She began taking books one at a time from the box. The wear on the books betrayed which were favorites, those read by many, or perhaps read by one several times. The wear would show on the spine and pages would often show folds and dogears. Sometimes a forgotten bookmark. Sometimes a section of the book would show discoloration from less than clean fingers holding a page. Sarah treasured these because they revealed passages that entertained or intrigued the men.

Novels. Mysteries. Adventure. That’s what the men loved. Jack London was a favorite. Also Hammett and Burroughs. Even more, they loved the pulp magazines that seemed everywhere. Now, a decade after the Great War, she almost believed they would eclipse the great literature that lined the walls of her office. So Sarah would make it a point to insert a few classic novels and some poetry. These went untouched.

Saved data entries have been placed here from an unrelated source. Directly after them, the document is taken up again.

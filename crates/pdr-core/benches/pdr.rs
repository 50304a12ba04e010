//! Criterion benchmarks for the PDR engine.
//!
//! Run with: cargo bench -p pdr-core

use criterion::{criterion_group, criterion_main, Criterion};
use pdr_aig::{library, Aig};
use pdr_core::{check, PdrConfig};

fn bench_check(c: &mut Criterion, name: &str, aig: Aig, config: PdrConfig) {
    c.bench_function(name, |b| {
        b.iter(|| {
            let verdict = check(&aig, &config).unwrap();
            assert!(!verdict.is_aborted());
        })
    });
}

fn benchmarks(c: &mut Criterion) {
    let default = PdrConfig::default();

    let no_lifting = PdrConfig {
        use_ternary: false,
        ..Default::default()
    };

    let intersect = PdrConfig {
        use_intersection: true,
        ..Default::default()
    };

    // Proofs
    bench_check(c, "wrapping_counter_4b", library::wrapping_counter(4, 9, 12), default.clone());
    bench_check(c, "wrapping_counter_5b", library::wrapping_counter(5, 20, 27), default.clone());
    bench_check(c, "token_ring_6", library::token_ring(6), default.clone());
    bench_check(c, "wrapping_counter_5b_intersect", library::wrapping_counter(5, 20, 27), intersect);

    // Counterexamples
    bench_check(c, "counter_5b_to_21", library::counter(5, 21), default.clone());
    bench_check(c, "shift_register_12", library::shift_register(12), default);
    bench_check(c, "counter_5b_to_21_no_lifting", library::counter(5, 21), no_lifting);
}

criterion_group!(benches, benchmarks);
criterion_main!(benches);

She was halfway to the bottom of the box and still hadn’t found the poetry volume she’d included in this one. Not a favorable sign. The books at the bottom often remained unread.

When she finally saw it, the hairs on the nape of her neck stood on end. On examination, the book looked new. Longfellow’s Poems. No bookmarks. No folded pages. She fanned through the book with her thumb and a faint moldy odor brushed her face.

But her eye caught something. The fore-edge was thumbed dark in one section. She riffled to the spot. Some writing. She flipped through the pages again, this time more slowly. And there. The Rainy Day. Someone had circled the second verse.

My life is cold, and dark, and dreary;
It rains, and the wind is never weary;
My thoughts still cling to the mouldering Past,
But the hopes of youth fall thick in the blast,
And the days are dark and dreary.

In the margin, someone had penciled a few words. But the strokes were primitive and broad, not florid. Sarah carried the book to her desk and set it under her lamp.

Alone with my mouldering past.

Sarah opened her drawer, about to grab her rubber eraser, but caught herself. The connection was powerful, and with someone she had never met. Of course, she’d read the poem herself many times. She imagined what his past might be: a death, a failure. Something that might drive him to a life of solitude. And it took little effort to imagine what he might look like, this man alone with his past on some remote rock off the coast.

No, she wouldn’t erase the note. Marginalia sometimes turned up in the box books. In fact, it was Sarah’s job to erase them. Still, she paused.

After Sarah packed the boxes, she would send them over to the Militia Building. From there, the Lighthouse Department would send them to the lighthouse stations by any means necessary, rail, road, often by water.

This one was marked simply with an H. Box H.

“What are you doing?”

Sarah startled. Mariellen had returned. Sarah hadn’t seen her come in.

“Nothing. I like to check the books for damage before I re-shelve them.” Sarah surprised herself at how easily the lie came from her mouth. She never checked for damage.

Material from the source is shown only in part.